◆ Directions
Transcribe the records that follow, keeping every word as it stands.

◆ Data for processing

//! Core of the evman event manager.
//!
//! - `event`: the `Event` record and edit patches
//! - `codec`: single-line persisted form
//! - `storage`: where the events file lives
//! - `store`: conflict-aware add/delete/edit, search and listing
//! - `timeline`: hourly view of one day
//! - `session`: admin and read-only roles

pub mod codec;
pub mod config;
pub mod error;
pub mod event;
pub mod session;
pub mod storage;
pub mod store;
pub mod timeline;

pub use event::{Event, EventPatch};
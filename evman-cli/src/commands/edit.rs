use anyhow::Result;
use evman_core::event::EventPatch;
use evman_core::session::{Capability, Session};
use owo_colors::OwoColorize;

use super::Store;

pub fn run(store: &mut Store, session: &Session, name: &str, patch: &EventPatch) -> Result<()> {
    session.require(Capability::Edit)?;

    let edited = store.edit(name, patch)?;

    println!("{}", format!("  Updated: {edited}").yellow());
    Ok(())
}
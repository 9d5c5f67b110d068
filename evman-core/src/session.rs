//! Roles and what each one may do.
//!
//! The store has no notion of roles; callers ask the session before
//! invoking a mutating operation.

use std::fmt;

use crate::config::AdminConfig;
use crate::error::{EvmanError, EvmanResult};

#[derive(Debug, Clone, Copy, PartialEq, Eq)]
pub enum Capability {
    View,
    Search,
    Timeline,
    Add,
    Delete,
    Edit,
}

impl Capability {
    pub const READ_ONLY: &'static [Capability] =
        &[Capability::View, Capability::Search, Capability::Timeline];

    pub const ALL: &'static [Capability] = &[
        Capability::View,
        Capability::Search,
        Capability::Timeline,
        Capability::Add,
        Capability::Delete,
        Capability::Edit,
    ];
}

impl fmt::Display for Capability {
    fn fmt(&self, f: &mut fmt::Formatter) -> fmt::Result {
        let name = match self {
            Capability::View => "view",
            Capability::Search => "search",
            Capability::Timeline => "timeline",
            Capability::Add => "add",
            Capability::Delete => "delete",
            Capability::Edit => "edit",
        };
        write!(f, "{name}")
    }
}

#[derive(Debug, Clone, Copy, PartialEq, Eq)]
pub enum Role {
    Admin,
    User,
}

impl Role {
    pub fn capabilities(self) -> &'static [Capability] {
        match self {
            Role::Admin => Capability::ALL,
            Role::User => Capability::READ_ONLY,
        }
    }

    pub fn can(self, capability: Capability) -> bool {
        self.capabilities().contains(&capability)
    }
}

pub struct Credentials {
    pub username: String,
    pub password: String,
}

#[derive(Debug, Clone, Copy, PartialEq, Eq)]
pub struct Session {
    role: Role,
}

impl Session {
    pub fn user() -> Self {
        Session { role: Role::User }
    }

    /// Start an admin session if `credentials` match the configured account.
    pub fn login(credentials: &Credentials, admin: Option<&AdminConfig>) -> EvmanResult<Self> {
        let admin = admin.ok_or_else(|| {
            EvmanError::AccessDenied("no admin account is configured".to_string())
        })?;

        if credentials.username == admin.username && credentials.password == admin.password {
            Ok(Session { role: Role::Admin })
        } else {
            Err(EvmanError::AccessDenied("invalid username or password".to_string()))
        }
    }

    pub fn role(&self) -> Role {
        self.role
    }

    pub fn require(&self, capability: Capability) -> EvmanResult<()> {
        if self.role.can(capability) {
            Ok(())
        } else {
            Err(EvmanError::AccessDenied(format!(
                "{capability} requires an admin session"
            )))
        }
    }
}
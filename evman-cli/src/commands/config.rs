use anyhow::Result;
use evman_core::config::EvmanConfig;
use owo_colors::OwoColorize;

pub fn run(config: &EvmanConfig) -> Result<()> {
    let config_path = EvmanConfig::config_path()?;

    println!("{}", "Paths".bold());
    println!("  Config:     {}", config_path.display());
    println!("  Events:     {}", config.events_path().display());
    println!();

    let mut shown = config.clone();
    if let Some(admin) = shown.admin.as_mut() {
        admin.password = "********".to_string();
    }

    println!("{}", "Effective config".bold());
    for line in shown.to_toml()?.lines() {
        println!("  {}", line.dimmed());
    }

    Ok(())
}
mod commands;
mod render;
mod utils;

use std::path::PathBuf;

use anyhow::{Context, Result};
use clap::{Parser, Subcommand};
use evman_core::config::EvmanConfig;
use evman_core::event::{Event, EventPatch};
use evman_core::session::Session;
use evman_core::storage::FileStorage;
use evman_core::store::EventStore;
use log::debug;

use commands::Store;
use render::render_load_warning;
use utils::prompt::admin_login;

#[derive(Parser)]
#[command(name = "evman")]
#[command(about = "Keep track of your events: add, search and view a day's timeline")]
struct Cli {
    /// Events file (overrides events_file from config.toml)
    #[arg(short, long, global = true)]
    file: Option<PathBuf>,

    #[command(subcommand)]
    command: Option<Commands>,
}

#[derive(Subcommand)]
enum Commands {
    /// Interactive admin/user menu (default)
    Menu,
    /// List all events
    List,
    /// Find events whose name or type contains a keyword
    Search { keyword: String },
    /// Show the 08:00-20:00 hourly view of a day
    Timeline {
        /// Day to show (DD-MM-YYYY, defaults to today)
        date: Option<String>,
    },
    /// Add an event (admin)
    Add {
        name: String,

        /// Date (DD-MM-YYYY)
        #[arg(short, long)]
        date: String,

        /// Time (HH:MM)
        #[arg(short, long)]
        time: String,

        /// Event type, e.g. "Meeting"
        #[arg(short = 'k', long = "type")]
        kind: String,

        #[arg(short, long, default_value = "")]
        location: String,
    },
    /// Delete the first event with this name (admin)
    Delete { name: String },
    /// Edit the first event with this name; omitted fields are kept (admin)
    Edit {
        name: String,

        /// New name
        #[arg(long)]
        rename: Option<String>,

        #[arg(short, long)]
        date: Option<String>,

        #[arg(short, long)]
        time: Option<String>,

        #[arg(short = 'k', long = "type")]
        kind: Option<String>,

        #[arg(short, long)]
        location: Option<String>,
    },
    /// Show config paths and settings
    Config,
}

fn main() -> Result<()> {
    env_logger::Builder::from_env(env_logger::Env::default().default_filter_or("warn")).init();

    let cli = Cli::parse();
    let mut config = EvmanConfig::load()?;
    if let Some(file) = cli.file {
        config.events_file = file;
    }

    let command = cli.command.unwrap_or(Commands::Menu);
    if let Commands::Config = command {
        return commands::config::run(&config);
    }

    let mut store = open_store(&config)?;

    match command {
        Commands::Menu => commands::menu::run(&mut store, &config),
        Commands::List => commands::list::run(&store, &Session::user()),
        Commands::Search { keyword } => commands::search::run(&store, &Session::user(), &keyword),
        Commands::Timeline { date } => {
            let date = date.unwrap_or_else(commands::timeline::today);
            commands::timeline::run(&store, &Session::user(), &date)
        }
        Commands::Add {
            name,
            date,
            time,
            kind,
            location,
        } => {
            let session = admin_login(&config)?;
            let event = Event::new(name, date, time, kind, location);
            commands::add::run(&mut store, &session, event)
        }
        Commands::Delete { name } => {
            let session = admin_login(&config)?;
            commands::delete::run(&mut store, &session, &name)
        }
        Commands::Edit {
            name,
            rename,
            date,
            time,
            kind,
            location,
        } => {
            let session = admin_login(&config)?;
            let patch = EventPatch::from_inputs(rename, date, time, kind, location);
            commands::edit::run(&mut store, &session, &name, &patch)
        }
        Commands::Config => commands::config::run(&config),
    }
}

fn open_store(config: &EvmanConfig) -> Result<Store> {
    let path = config.events_path();
    debug!("opening events file {}", path.display());

    let (store, report) = EventStore::open(FileStorage::new(&path), config.codec())
        .with_context(|| format!("Could not read events file {}", path.display()))?;

    if let Some(warning) = render_load_warning(&report) {
        eprintln!("{warning}");
    }

    Ok(store)
}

◆ Task result
//! Core of the evman event manager.
//!
//! - `event`: the `Event` record and edit patches
//! - `codec`: single-line persisted form
//! - `storage`: where the events file lives
//! - `store`: conflict-aware add/delete/edit, search and listing
//! - `timeline`: hourly view of one day
//! - `session`: admin and read-only roles

pub mod codec;
pub mod config;
pub mod error;
pub mod event;
pub mod session;
pub mod storage;
pub mod store;
pub mod timeline;

pub use event::{Event, EventPatch};
filename evman-cli/src/commands/edit.rs
use anyhow::Result;
use evman_core::event::EventPatch;
use evman_core::session::{Capability, Session};
use owo_colors::OwoColorize;

use super::Store;

pub fn run(store: &mut Store, session: &Session, name: &str, patch: &EventPatch) -> Result<()> {
    session.require(Capability::Edit)?;

    let edited = store.edit(name, patch)?;

    println!("{}", format!("  Updated: {edited}").yellow());
    Ok(())
}
repository 9d5c5f67b110d068
filename evman-core/src/session.rs
//! Roles and what each one may do.
//!
//! The store has no notion of roles; callers ask the session before
//! invoking a mutating operation.

use std::fmt;

use crate::config::AdminConfig;
use crate::error::{EvmanError, EvmanResult};

#[derive(Debug, Clone, Copy, PartialEq, Eq)]
pub enum Capability {
    View,
    Search,
    Timeline,
    Add,
    Delete,
    Edit,
}

impl Capability {
    pub const READ_ONLY: &'static [Capability] =
        &[Capability::View, Capability::Search, Capability::Timeline];

    pub const ALL: &'static [Capability] = &[
        Capability::View,
        Capability::Search,
        Capability::Timeline,
        Capability::Add,
        Capability::Delete,
        Capability::Edit,
    ];
}

impl fmt::Display for Capability {
    fn fmt(&self, f: &mut fmt::Formatter) -> fmt::Result {
        let name = match self {
            Capability::View => "view",
            Capability::Search => "search",
            Capability::Timeline => "timeline",
            Capability::Add => "add",
            Capability::Delete => "delete",
            Capability::Edit => "edit",
        };
        write!(f, "{name}")
    }
}

#[derive(Debug, Clone, Copy, PartialEq, Eq)]
pub enum Role {
    Admin,
    User,
}

impl Role {
    pub fn capabilities(self) -> &'static [Capability] {
        match self {
            Role::Admin => Capability::ALL,
            Role::User => Capability::READ_ONLY,
        }
    }

    pub fn can(self, capability: Capability) -> bool {
        self.capabilities().contains(&capability)
    }
}

pub struct Credentials {
    pub username: String,
    pub password: String,
}

#[derive(Debug, Clone, Copy, PartialEq, Eq)]
pub struct Session {
    role: Role,
}

impl Session {
    pub fn user() -> Self {
        Session { role: Role::User }
    }

    /// Start an admin session if `credentials` match the configured account.
    pub fn login(credentials: &Credentials, admin: Option<&AdminConfig>) -> EvmanResult<Self> {
        let admin = admin.ok_or_else(|| {
            EvmanError::AccessDenied("no admin account is configured".to_string())
        })?;

        if credentials.username == admin.username && credentials.password == admin.password {
            Ok(Session { role: Role::Admin })
        } else {
            Err(EvmanError::AccessDenied("invalid username or password".to_string()))
        }
    }

    pub fn role(&self) -> Role {
        self.role
    }

    pub fn require(&self, capability: Capability) -> EvmanResult<()> {
        if self.role.can(capability) {
            Ok(())
        } else {
            Err(EvmanError::AccessDenied(format!(
                "{capability} requires an admin session"
            )))
        }
    }
}
filename evman-cli/src/commands/config.rs
use anyhow::Result;
use evman_core::config::EvmanConfig;
use owo_colors::OwoColorize;

pub fn run(config: &EvmanConfig) -> Result<()> {
    let config_path = EvmanConfig::config_path()?;

    println!("{}", "Paths".bold());
    println!("  Config:     {}", config_path.display());
    println!("  Events:     {}", config.events_path().display());
    println!();

    let mut shown = config.clone();
    if let Some(admin) = shown.admin.as_mut() {
        admin.password = "********".to_string();
    }

    println!("{}", "Effective config".bold());
    for line in shown.to_toml()?.lines() {
        println!("  {}", line.dimmed());
    }

    Ok(())
}
mod commands;
mod render;
mod utils;

use std::path::PathBuf;

use anyhow::{Context, Result};
use clap::{Parser, Subcommand};
use evman_core::config::EvmanConfig;
use evman_core::event::{Event, EventPatch};
use evman_core::session::Session;
use evman_core::storage::FileStorage;
use evman_core::store::EventStore;
use log::debug;

use commands::Store;
use render::render_load_warning;
use utils::prompt::admin_login;

#[derive(Parser)]
#[command(name = "evman")]
#[command(about = "Keep track of your events: add, search and view a day's timeline")]
struct Cli {
    /// Events file (overrides events_file from config.toml)
    #[arg(short, long, global = true)]
    file: Option<PathBuf>,

    #[command(subcommand)]
    command: Option<Commands>,
}

#[derive(Subcommand)]
enum Commands {
    /// Interactive admin/user menu (default)
    Menu,
    /// List all events
    List,
    /// Find events whose name or type contains a keyword
    Search { keyword: String },
    /// Show the 08:00-20:00 hourly view of a day
    Timeline {
        /// Day to show (DD-MM-YYYY, defaults to today)
        date: Option<String>,
    },
    /// Add an event (admin)
    Add {
        name: String,

        /// Date (DD-MM-YYYY)
        #[arg(short, long)]
        date: String,

        /// Time (HH:MM)
        #[arg(short, long)]
        time: String,

        /// Event type, e.g. "Meeting"
        #[arg(short = 'k', long = "type")]
        kind: String,

        #[arg(short, long, default_value = "")]
        location: String,
    },
    /// Delete the first event with this name (admin)
    Delete { name: String },
    /// Edit the first event with this name; omitted fields are kept (admin)
    Edit {
        name: String,

        /// New name
        #[arg(long)]
        rename: Option<String>,

        #[arg(short, long)]
        date: Option<String>,

        #[arg(short, long)]
        time: Option<String>,

        #[arg(short = 'k', long = "type")]
        kind: Option<String>,

        #[arg(short, long)]
        location: Option<String>,
    },
    /// Show config paths and settings
    Config,
}

fn main() -> Result<()> {
    env_logger::Builder::from_env(env_logger::Env::default().default_filter_or("warn")).init();

    let cli = Cli::parse();
    let mut config = EvmanConfig::load()?;
    if let Some(file) = cli.file {
        config.events_file = file;
    }

    let command = cli.command.unwrap_or(Commands::Menu);
    if let Commands::Config = command {
        return commands::config::run(&config);
    }

    let mut store = open_store(&config)?;

    match command {
        Commands::Menu => commands::menu::run(&mut store, &config),
        Commands::List => commands::list::run(&store, &Session::user()),
        Commands::Search { keyword } => commands::search::run(&store, &Session::user(), &keyword),
        Commands::Timeline { date } => {
            let date = date.unwrap_or_else(commands::timeline::today);
            commands::timeline::run(&store, &Session::user(), &date)
        }
        Commands::Add {
            name,
            date,
            time,
            kind,
            location,
        } => {
            let session = admin_login(&config)?;
            let event = Event::new(name, date, time, kind, location);
            commands::add::run(&mut store, &session, event)
        }
        Commands::Delete { name } => {
            let session = admin_login(&config)?;
            commands::delete::run(&mut store, &session, &name)
        }
        Commands::Edit {
            name,
            rename,
            date,
            time,
            kind,
            location,
        } => {
            let session = admin_login(&config)?;
            let patch = EventPatch::from_inputs(rename, date, time, kind, location);
            commands::edit::run(&mut store, &session, &name, &patch)
        }
        Commands::Config => commands::config::run(&config),
    }
}

fn open_store(config: &EvmanConfig) -> Result<Store> {
    let path = config.events_path();
    debug!("opening events file {}", path.display());

    let (store, report) = EventStore::open(FileStorage::new(&path), config.codec())
        .with_context(|| format!("Could not read events file {}", path.display()))?;

    if let Some(warning) = render_load_warning(&report) {
        eprintln!("{warning}");
    }

    Ok(store)
}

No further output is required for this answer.